• **Problem statement**:
Start at the first line of the material below and retype each line through the one containing "const DEFAULT_BIND_ADDR: SocketAddr", exactly.

• **Information**:
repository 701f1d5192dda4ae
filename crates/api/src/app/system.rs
use axum::http::StatusCode;

pub async fn health() -> StatusCode {
    StatusCode::OK
}
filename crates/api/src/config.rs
//! Runtime configuration.

use std::net::{IpAddr, Ipv4Addr, SocketAddr};

const DEFAULT_BIND_ADDR: SocketAddr = SocketAddr::new(IpAddr::V4(Ipv4Addr::UNSPECIFIED), 8080);
const DEFAULT_BODY_LIMIT: usize = 1024 * 1024;

/// Settings handed to [`crate::Minuscule`] at construction.
#[derive(Debug, Clone, PartialEq, Eq)]
pub struct WebConfig {
    /// Compact logs without error traces.
    pub production: bool,
    pub bind_addr: SocketAddr,
    /// Maximum accepted request body, in bytes.
    pub body_limit: usize,
}

impl Default for WebConfig {
    fn default() -> Self {
        Self {
            production: false,
            bind_addr: DEFAULT_BIND_ADDR,
            body_limit: DEFAULT_BODY_LIMIT,
        }
    }
}

impl WebConfig {
    /// Read `ENV`, `BIND_ADDR` and `BODY_LIMIT` from the process environment.
    pub fn from_env() -> Self {
        Self::from_lookup(|key| std::env::var(key).ok())
    }

    /// Build from an arbitrary key lookup. Unparseable values fall back to defaults.
    pub fn from_lookup(lookup: impl Fn(&str) -> Option<String>) -> Self {
        let defaults = Self::default();

        let production = lookup("ENV").is_some_and(|env| env == "production");

        let bind_addr = match lookup("BIND_ADDR") {
            Some(raw) => raw.parse().unwrap_or_else(|_| {
                tracing::warn!(value = %raw, default = %DEFAULT_BIND_ADDR, "invalid BIND_ADDR; using default");
                defaults.bind_addr
            }),
            None => defaults.bind_addr,
        };

        let body_limit = match lookup("BODY_LIMIT") {
            Some(raw) => raw.parse().unwrap_or_else(|_| {
                tracing::warn!(value = %raw, default = DEFAULT_BODY_LIMIT, "invalid BODY_LIMIT; using default");
                defaults.body_limit
            }),
            None => defaults.body_limit,
        };

        Self {
            production,
            bind_addr,
            body_limit,
        }
    }
}
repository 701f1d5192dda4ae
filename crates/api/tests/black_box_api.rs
use std::net::SocketAddr;

use minuscule_api::WebConfig;
use reqwest::StatusCode;
use serde_json::{json, Value};

struct TestServer {
    base_url: String,
    handle: tokio::task::JoinHandle<()>,
}

impl TestServer {
    async fn spawn() -> Self {
        // Build app (same router as prod), but bind to an ephemeral port.
        let app = minuscule_api::app::build_app(&WebConfig::default()).expect("valid route table");
        let listener = tokio::net::TcpListener::bind("127.0.0.1:0")
            .await
            .expect("failed to bind ephemeral port");
        let addr = listener.local_addr().unwrap();
        let base_url = format!("http://{}", addr);

        let handle = tokio::spawn(async move {
            axum::serve(listener, app.into_make_service_with_connect_info::<SocketAddr>())
                .await
                .unwrap();
        });

        Self { base_url, handle }
    }

    fn url(&self, path: &str) -> String {
        format!("{}{}", self.base_url, path)
    }
}

impl Drop for TestServer {
    fn drop(&mut self) {
        self.handle.abort();
    }
}

async fn post_json(client: &reqwest::Client, url: &str, body: Value) -> reqwest::Response {
    client.post(url).json(&body).send().await.unwrap()
}

#[tokio::test]
async fn health_is_served_outside_the_step_chain() {
    let server = TestServer::spawn().await;
    let res = reqwest::get(server.url("/health")).await.unwrap();
    assert_eq!(res.status(), StatusCode::OK);
}

#[tokio::test]
async fn projects_lifecycle() {
    let server = TestServer::spawn().await;
    let client = reqwest::Client::new();

    // Empty list.
    let res = client.get(server.url("/projects")).send().await.unwrap();
    assert_eq!(res.status(), StatusCode::OK);
    let body: Value = res.json().await.unwrap();
    assert_eq!(body, json!({ "results": [] }));

    // Create.
    let res = post_json(
        &client,
        &server.url("/projects"),
        json!({
            "shortName": "test1",
            "prod": false,
            "longName": "test one",
            "code": "eligible-x999",
            "bonusCode": "cool-bonus"
        }),
    )
    .await;
    assert_eq!(res.status(), StatusCode::OK);
    let created: Value = res.json().await.unwrap();
    assert_eq!(created["shortName"], "test1");
    assert_eq!(created["longName"], "test one");
    assert_eq!(created["code"], "eligible-x999");
    let id = created["id"].as_str().unwrap().to_string();

    // List and fetch.
    let body: Value = client
        .get(server.url("/projects"))
        .send()
        .await
        .unwrap()
        .json()
        .await
        .unwrap();
    assert_eq!(body["results"].as_array().unwrap().len(), 1);

    let res = client
        .get(server.url(&format!("/projects/{id}")))
        .send()
        .await
        .unwrap();
    assert_eq!(res.status(), StatusCode::OK);
    let fetched: Value = res.json().await.unwrap();
    assert_eq!(fetched, created);

    // Patch merges over the stored project.
    let res = client
        .patch(server.url(&format!("/projects/{id}")))
        .json(&json!({ "longName": "test one2" }))
        .send()
        .await
        .unwrap();
    assert_eq!(res.status(), StatusCode::OK);
    let patched: Value = res.json().await.unwrap();
    assert_eq!(patched["shortName"], "test1");
    assert_eq!(patched["longName"], "test one2");
    assert_eq!(patched["code"], "eligible-x999");
    assert_eq!(patched["id"], id.as_str());
}

#[tokio::test]
async fn invalid_payloads_are_rejected_with_400() {
    let server = TestServer::spawn().await;
    let client = reqwest::Client::new();
    let url = server.url("/projects");

    // Wrong type for code.
    let res = post_json(
        &client,
        &url,
        json!({ "shortName": "test2", "prod": false, "longName": "test one", "code": 999 }),
    )
    .await;
    assert_eq!(res.status(), StatusCode::BAD_REQUEST);
    assert_eq!(res.text().await.unwrap(), r"code must be a string and must match \w+");

    // bonusCode needs an eligible code (reads an earlier validated field).
    let res = post_json(
        &client,
        &url,
        json!({
            "shortName": "test3",
            "longName": "test one",
            "code": "ineligible-5",
            "bonusCode": "sneaky"
        }),
    )
    .await;
    assert_eq!(res.status(), StatusCode::BAD_REQUEST);

    // code without longName.
    let res = post_json(&client, &url, json!({ "shortName": "x", "altName": "a", "code": "c" })).await;
    assert_eq!(res.status(), StatusCode::BAD_REQUEST);
    assert_eq!(res.text().await.unwrap(), "code requires longName");

    // Missing required field.
    let res = post_json(&client, &url, json!({ "longName": "l" })).await;
    assert_eq!(res.status(), StatusCode::BAD_REQUEST);
    assert_eq!(res.text().await.unwrap(), "shortName is required");

    // Malformed JSON never reaches a step.
    let res = client
        .post(&url)
        .header("content-type", "application/json")
        .body("{not json")
        .send()
        .await
        .unwrap();
    assert_eq!(res.status(), StatusCode::BAD_REQUEST);

    // Nothing was stored.
    let body: Value = client.get(&url).send().await.unwrap().json().await.unwrap();
    assert_eq!(body, json!({ "results": [] }));
}

#[tokio::test]
async fn cross_field_rule_requires_long_or_alt_name() {
    let server = TestServer::spawn().await;
    let client = reqwest::Client::new();
    let url = server.url("/projects");

    let res = post_json(&client, &url, json!({ "shortName": "test3", "prod": false })).await;
    assert_eq!(res.status(), StatusCode::BAD_REQUEST);
    assert_eq!(
        res.text().await.unwrap(),
        "At least one of longName and altName must be provided"
    );

    let res = post_json(
        &client,
        &url,
        json!({ "shortName": "test3", "prod": false, "altName": "alt name provided" }),
    )
    .await;
    assert_eq!(res.status(), StatusCode::OK);

    let res = post_json(
        &client,
        &url,
        json!({ "shortName": "test3", "prod": false, "longName": "long name provided" }),
    )
    .await;
    assert_eq!(res.status(), StatusCode::OK);
}

#[tokio::test]
async fn form_submissions_are_accepted() {
    let server = TestServer::spawn().await;
    let client = reqwest::Client::new();

    let res = client
        .post(server.url("/projects"))
        .header("content-type", "application/x-www-form-urlencoded")
        .body("shortName=form1&longName=from+a+form")
        .send()
        .await
        .unwrap();

    assert_eq!(res.status(), StatusCode::OK);
    let created: Value = res.json().await.unwrap();
    assert_eq!(created["longName"], "from a form");
}

#[tokio::test]
async fn unknown_and_malformed_ids() {
    let server = TestServer::spawn().await;
    let client = reqwest::Client::new();

    let res = client
        .get(server.url("/projects/madethisup"))
        .send()
        .await
        .unwrap();
    assert_eq!(res.status(), StatusCode::NOT_FOUND);
    assert_eq!(res.text().await.unwrap(), "project not found");

    let res = client.get(server.url("/projects/-bad")).send().await.unwrap();
    assert_eq!(res.status(), StatusCode::BAD_REQUEST);
    assert_eq!(
        res.text().await.unwrap(),
        "projectId must contain only letters, digits and underscores"
    );

    let res = client
        .patch(server.url("/projects/madethisup"))
        .json(&json!({ "longName": "x" }))
        .send()
        .await
        .unwrap();
    assert_eq!(res.status(), StatusCode::NOT_FOUND);
}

• **Response area**:
repository 701f1d5192dda4ae
filename crates/api/src/app/system.rs
use axum::http::StatusCode;

pub async fn health() -> StatusCode {
    StatusCode::OK
}
filename crates/api/src/config.rs
//! Runtime configuration.

use std::net::{IpAddr, Ipv4Addr, SocketAddr};

const DEFAULT_BIND_ADDR: SocketAddr = SocketAddr::new(IpAddr::V4(Ipv4Addr::UNSPECIFIED), 8080);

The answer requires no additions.